Zucchero, albume e pasta di mandorle sono gli ingredienti principali dei famosi ricciarelli di Siena.
La semplicità di questi alimenti sorprende se confrontata al sapore e al gusto così particolare che caratterizza questi dolci così invitanti e appetitosi, dal gusto sorprendentemente ricercato soprattutto se confrontato alla semplicità degli ingredienti.
Naturalmente il trucco c’è, ma non si vede! Esso, infatti, è nascosto nella lavorazione naturale degli ingredienti, che rispetta la tradizione popolare toscana, la medesima da tanti decenni.
In realtà però, cosa che non molti sanno, i dolci hanno origini moresche, dal momento che è solo al ritorno dalle crociate che Ricciardetto della Gheradesca le ha importate nel centro Italia, legando così il suo nome a quello dei dolci.
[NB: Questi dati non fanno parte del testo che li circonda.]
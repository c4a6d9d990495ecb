//! The context handed to widgets on every turn.
//!
//! [`Cx`] owns the document, the timer queue and the history, and shares the
//! [`Bus`] and [`Config`] with every widget. Widgets never hold references to
//! each other; everything they do to the outside world goes through here.

use std::collections::VecDeque;
use std::rc::Rc;
use std::time::Duration;

use tokio::time::Instant;
use tracing::trace;

use crate::channel::{Bus, Channel};
use crate::config::Config;
use crate::dom::{Document, DomEvent, NodeId};
use crate::history::MemoryHistory;
use crate::timer::{TimerId, TimerQueue};
use crate::types::{LocationChange, NavigationCause, WidgetSignal};

/// Per-page mutable state shared by all widgets.
#[derive(Debug)]
pub struct Cx {
    pub doc: Document,
    pub timers: TimerQueue,
    history: MemoryHistory,
    bus: Rc<Bus>,
    config: Rc<Config>,
    viewport_width: u32,
    queued: VecDeque<DomEvent>,
}

impl Cx {
    /// Creates a context around an empty document.
    #[must_use]
    pub fn new(config: Config) -> Self {
        Self::with_document(config, Document::new())
    }

    /// Creates a context around an existing document.
    #[must_use]
    pub fn with_document(config: Config, doc: Document) -> Self {
        Self {
            doc,
            timers: TimerQueue::new(),
            history: MemoryHistory::new(config.location.clone()),
            bus: Rc::new(Bus::new()),
            viewport_width: config.viewport_width,
            config: Rc::new(config),
            queued: VecDeque::new(),
        }
    }

    /// The page's broadcast channels.
    #[must_use]
    pub fn bus(&self) -> Rc<Bus> {
        Rc::clone(&self.bus)
    }

    #[must_use]
    pub fn config(&self) -> &Config {
        &self.config
    }

    /// Publishes a message on one of the bus channels.
    pub fn publish<M: 'static>(&mut self, channel: impl Fn(&Bus) -> &Channel<M>, message: &M) {
        let bus = Rc::clone(&self.bus);
        channel(&*bus).publish(self, message);
    }

    /// Publishes a lifecycle or value signal.
    pub fn emit(&mut self, signal: WidgetSignal) {
        self.publish(|bus| &bus.signals, &signal);
    }

    #[must_use]
    pub fn viewport_width(&self) -> u32 {
        self.viewport_width
    }

    pub fn set_viewport_width(&mut self, width: u32) {
        self.viewport_width = width;
    }

    /// Runs `callback` after `delay`.
    pub fn set_timeout(
        &mut self,
        delay: Duration,
        callback: impl FnOnce(&mut Cx) + 'static,
    ) -> TimerId {
        self.timers
            .schedule(Instant::now() + delay, Box::new(callback))
    }

    /// Cancels a timer started with [`Cx::set_timeout`].
    pub fn clear_timeout(&mut self, id: TimerId) -> bool {
        self.timers.cancel(id)
    }

    /// Declared transition duration of `node`, if any.
    #[must_use]
    pub fn transition_duration(&self, node: NodeId) -> Option<Duration> {
        self.doc.transition(node)
    }

    /// Runs `callback` once `node`'s transition has finished.
    ///
    /// Without a declared transition the callback runs immediately and no
    /// timer is returned. The callback must not borrow the calling widget.
    pub fn after_transition(
        &mut self,
        node: NodeId,
        callback: impl FnOnce(&mut Cx) + 'static,
    ) -> Option<TimerId> {
        match self.doc.transition(node) {
            Some(duration) => Some(self.set_timeout(duration, callback)),
            None => {
                callback(self);
                None
            }
        }
    }

    /// Queues an event to be dispatched after the current one completes.
    pub fn queue_event(&mut self, event: DomEvent) {
        trace!(target_node = %event.target, kind = ?event.kind, "queued event");
        self.queued.push_back(event);
    }

    pub(crate) fn take_queued(&mut self) -> Option<DomEvent> {
        self.queued.pop_front()
    }

    /// Current location path.
    #[must_use]
    pub fn location(&self) -> &str {
        self.history.location()
    }

    #[must_use]
    pub fn history(&self) -> &MemoryHistory {
        &self.history
    }

    /// Enables location-change publishing for programmatic navigation.
    ///
    /// Returns false if it was already enabled.
    pub fn install_location_tracking(&mut self) -> bool {
        self.history.install_tracking()
    }

    /// Adds a history entry.
    pub fn push_state(&mut self, path: impl Into<String>) {
        self.history.push(path);
        if self.history.is_tracking() {
            self.announce_location(NavigationCause::Push);
        }
    }

    /// Replaces the current history entry.
    pub fn replace_state(&mut self, path: impl Into<String>) {
        self.history.replace(path);
        if self.history.is_tracking() {
            self.announce_location(NavigationCause::Replace);
        }
    }

    /// Native back navigation.
    pub fn back(&mut self) -> bool {
        let moved = self.history.back();
        if moved {
            self.announce_location(NavigationCause::Traverse);
        }
        moved
    }

    /// Native forward navigation.
    pub fn forward(&mut self) -> bool {
        let moved = self.history.forward();
        if moved {
            self.announce_location(NavigationCause::Traverse);
        }
        moved
    }

    fn announce_location(&mut self, cause: NavigationCause) {
        let change = LocationChange {
            path: self.history.location().to_string(),
            cause,
        };
        self.publish(|bus| &bus.location, &change);
    }
}
//! Tree-mutation watcher.
//!
//! This module turns the document's mutation records into a list of newly
//! inserted elements for the registry to initialize.
//!
//! # Architecture
//!
//! The [`Document`] records insertions into the connected tree only while
//! observation is enabled. [`TreeWatcher::start`] enables it and
//! [`TreeWatcher::stop`] disables it, discarding anything pending, so a
//! later start re-attaches cleanly. The page drains the watcher at the end of
//! every turn:
//!
//! 1. Records are taken in the order they were produced
//! 2. Text nodes are dropped
//! 3. Nodes that were removed or detached again before delivery are dropped
//!
//! The registry then expands each remaining node to node-then-descendants,
//! which matches full-tree discovery order for nested widgets.

use tracing::{debug, trace};

use crate::dom::{Document, NodeId};

/// Feeds newly inserted elements to the registry.
#[derive(Debug, Default)]
pub struct TreeWatcher {
    running: bool,
}

impl TreeWatcher {
    #[must_use]
    pub fn new() -> Self {
        Self::default()
    }

    /// Starts observing insertions. Starting twice is a no-op.
    pub fn start(&mut self, doc: &mut Document) {
        if self.running {
            return;
        }
        self.running = true;
        doc.set_observing(true);
        debug!("tree watcher started");
    }

    /// Stops observing and discards pending records.
    pub fn stop(&mut self, doc: &mut Document) {
        if !self.running {
            return;
        }
        self.running = false;
        doc.set_observing(false);
        debug!("tree watcher stopped");
    }

    #[must_use]
    pub fn is_running(&self) -> bool {
        self.running
    }

    /// Takes pending records and returns the inserted elements that are
    /// still connected, in insertion order.
    pub fn drain(&self, doc: &mut Document) -> Vec<NodeId> {
        if !self.running {
            return Vec::new();
        }
        let added: Vec<NodeId> = doc
            .take_records()
            .into_iter()
            .flat_map(|record| record.added)
            .filter(|&node| doc.is_element(node) && doc.is_connected(node))
            .collect();
        if !added.is_empty() {
            trace!(count = added.len(), "inserted elements");
        }
        added
    }
}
Nel periodo rinascimentale questo piatto veniva prodotto e venduto negli speziali solo ai nobili di Siena, presentandosi quindi come un prodotto esclusivamente d’elite.
Oggi, il sapore del prodotto ha superato i confini delle caste e ha iniziato a diffondersi in ogni luogo. Fu così che questi dolci iniziarono ad essere noti anche a tutti i turisti che ogni anno visitano le bellezze toscane.
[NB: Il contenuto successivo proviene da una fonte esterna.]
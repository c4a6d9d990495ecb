//! Declarative element trees.
//!
//! [`Markup`] describes a subtree that can be built into a [`Document`]. It
//! deserializes from JSON, which is how the `trellis` CLI loads pages:
//!
//! ```json
//! { "tag": "div", "attrs": { "class": "popover" }, "children": [
//!     { "tag": "button", "children": ["Open"] },
//!     { "tag": "div", "attrs": { "data-popover": "" }, "transition_ms": 150 }
//! ] }
//! ```

use std::collections::BTreeMap;
use std::time::Duration;

use serde::{Deserialize, Serialize};

use super::{Document, NodeId, Result};

/// An element with attributes and children.
#[derive(Debug, Clone, PartialEq, Eq, Serialize, Deserialize)]
pub struct Markup {
    pub tag: String,

    #[serde(default, skip_serializing_if = "BTreeMap::is_empty")]
    pub attrs: BTreeMap<String, String>,

    /// Declared duration of the element's visual transition.
    #[serde(default, skip_serializing_if = "Option::is_none")]
    pub transition_ms: Option<u64>,

    #[serde(default, skip_serializing_if = "Vec::is_empty")]
    pub children: Vec<MarkupNode>,
}

/// A child of a [`Markup`] element: a JSON string is a text node.
#[derive(Debug, Clone, PartialEq, Eq, Serialize, Deserialize)]
#[serde(untagged)]
pub enum MarkupNode {
    Text(String),
    Element(Markup),
}

impl Markup {
    /// Starts an element description.
    #[must_use]
    pub fn new(tag: &str) -> Self {
        Self {
            tag: tag.to_string(),
            attrs: BTreeMap::new(),
            transition_ms: None,
            children: Vec::new(),
        }
    }

    /// Sets an attribute.
    #[must_use]
    pub fn attr(mut self, name: &str, value: &str) -> Self {
        self.attrs.insert(name.to_string(), value.to_string());
        self
    }

    /// Sets the `id` attribute.
    #[must_use]
    pub fn id(self, id: &str) -> Self {
        self.attr("id", id)
    }

    /// Appends a class name.
    #[must_use]
    pub fn class(mut self, class: &str) -> Self {
        let list = match self.attrs.get("class") {
            Some(existing) if !existing.is_empty() => format!("{existing} {class}"),
            _ => class.to_string(),
        };
        self.attrs.insert("class".to_string(), list);
        self
    }

    /// Appends a child element.
    #[must_use]
    pub fn child(mut self, child: Self) -> Self {
        self.children.push(MarkupNode::Element(child));
        self
    }

    /// Appends several child elements.
    #[must_use]
    pub fn children(mut self, children: impl IntoIterator<Item = Self>) -> Self {
        self.children
            .extend(children.into_iter().map(MarkupNode::Element));
        self
    }

    /// Appends a text node.
    #[must_use]
    pub fn text(mut self, text: &str) -> Self {
        self.children.push(MarkupNode::Text(text.to_string()));
        self
    }

    /// Declares a transition duration.
    #[must_use]
    pub fn transition(mut self, duration: Duration) -> Self {
        self.transition_ms = Some(u64::try_from(duration.as_millis()).unwrap_or(u64::MAX));
        self
    }
}

impl Document {
    /// Builds a detached subtree from markup and returns its root.
    pub fn build(&mut self, markup: &Markup) -> NodeId {
        let node = self.create_element(&markup.tag);
        for (name, value) in &markup.attrs {
            self.set_attr(node, name, value.as_str());
        }
        if let Some(ms) = markup.transition_ms {
            self.set_transition(node, Some(Duration::from_millis(ms)));
        }
        for child in &markup.children {
            let child_node = match child {
                MarkupNode::Text(text) => self.create_text(text),
                MarkupNode::Element(el) => self.build(el),
            };
            // Freshly created nodes cannot form cycles.
            let _ = self.append_child(node, child_node);
        }
        node
    }

    /// Builds markup and appends it under `parent` as one insertion.
    ///
    /// # Errors
    ///
    /// Fails if `parent` is stale or not an element.
    pub fn insert(&mut self, parent: NodeId, markup: &Markup) -> Result<NodeId> {
        let node = self.build(markup);
        if let Err(e) = self.append_child(parent, node) {
            self.remove(node);
            return Err(e);
        }
        Ok(node)
    }
}

#[cfg(test)]
mod tests {
    use super::*;
    use crate::dom::Selector;

    #[test]
    fn builds_nested_markup_as_a_single_record() {
        let mut doc = Document::new();
        doc.set_observing(true);
        let markup = Markup::new("div")
            .class("popover")
            .child(Markup::new("button").text("Open"))
            .child(
                Markup::new("div")
                    .attr("data-popover", "")
                    .transition(Duration::from_millis(150)),
            );

        let root = doc.insert(doc.body(), &markup).unwrap();

        assert_eq!(doc.take_records().len(), 1);
        let content = doc
            .query(root, &Selector::parse("[data-popover]").unwrap())
            .unwrap();
        assert_eq!(doc.transition(content), Some(Duration::from_millis(150)));
        assert_eq!(doc.text_content(root), "Open");
    }

    #[test]
    fn deserializes_from_json() {
        let json = r#"{
            "tag": "div",
            "attrs": { "class": "tabs" },
            "children": ["label", { "tag": "span" }]
        }"#;
        let markup: Markup = serde_json::from_str(json).unwrap();
        assert_eq!(markup.tag, "div");
        assert_eq!(markup.children.len(), 2);
        assert!(matches!(&markup.children[0], MarkupNode::Text(t) if t == "label"));
    }
}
A partire da Siena e dalla Toscana in genere, i dolci si sono diffusi in tutto il mondo, un po’ come avvenuto per le bottiglie di Chianti. Per valorizzare il gusto dei ricciarelli, gli stessi dovrebbero essere serviti su un piatto da dolce, con un cucchiaio di crema, arricchito se volete da un po’ di cacao amaro.
I ricciarelli possono essere consumati con vini da dessert e passiti, mentre perdono gusto e sapore se accostati al Moscaldello di Montalcino.
Nel periodo natalizio e nell’inverno in genere possono essere consumati, ma che regalati, un gesto semplice ma che di certo sarà apprezzato.
Oggi, oltre ai pasticceri toscani, anche diverse industrie culinarie danno vita a questi dolci. In questo caso, anche se la il procedimento non è artigianale, si offre comunque la possibilità ai consumatori di “farsi un’idea” sul gusto eccezionale di questo prodotto.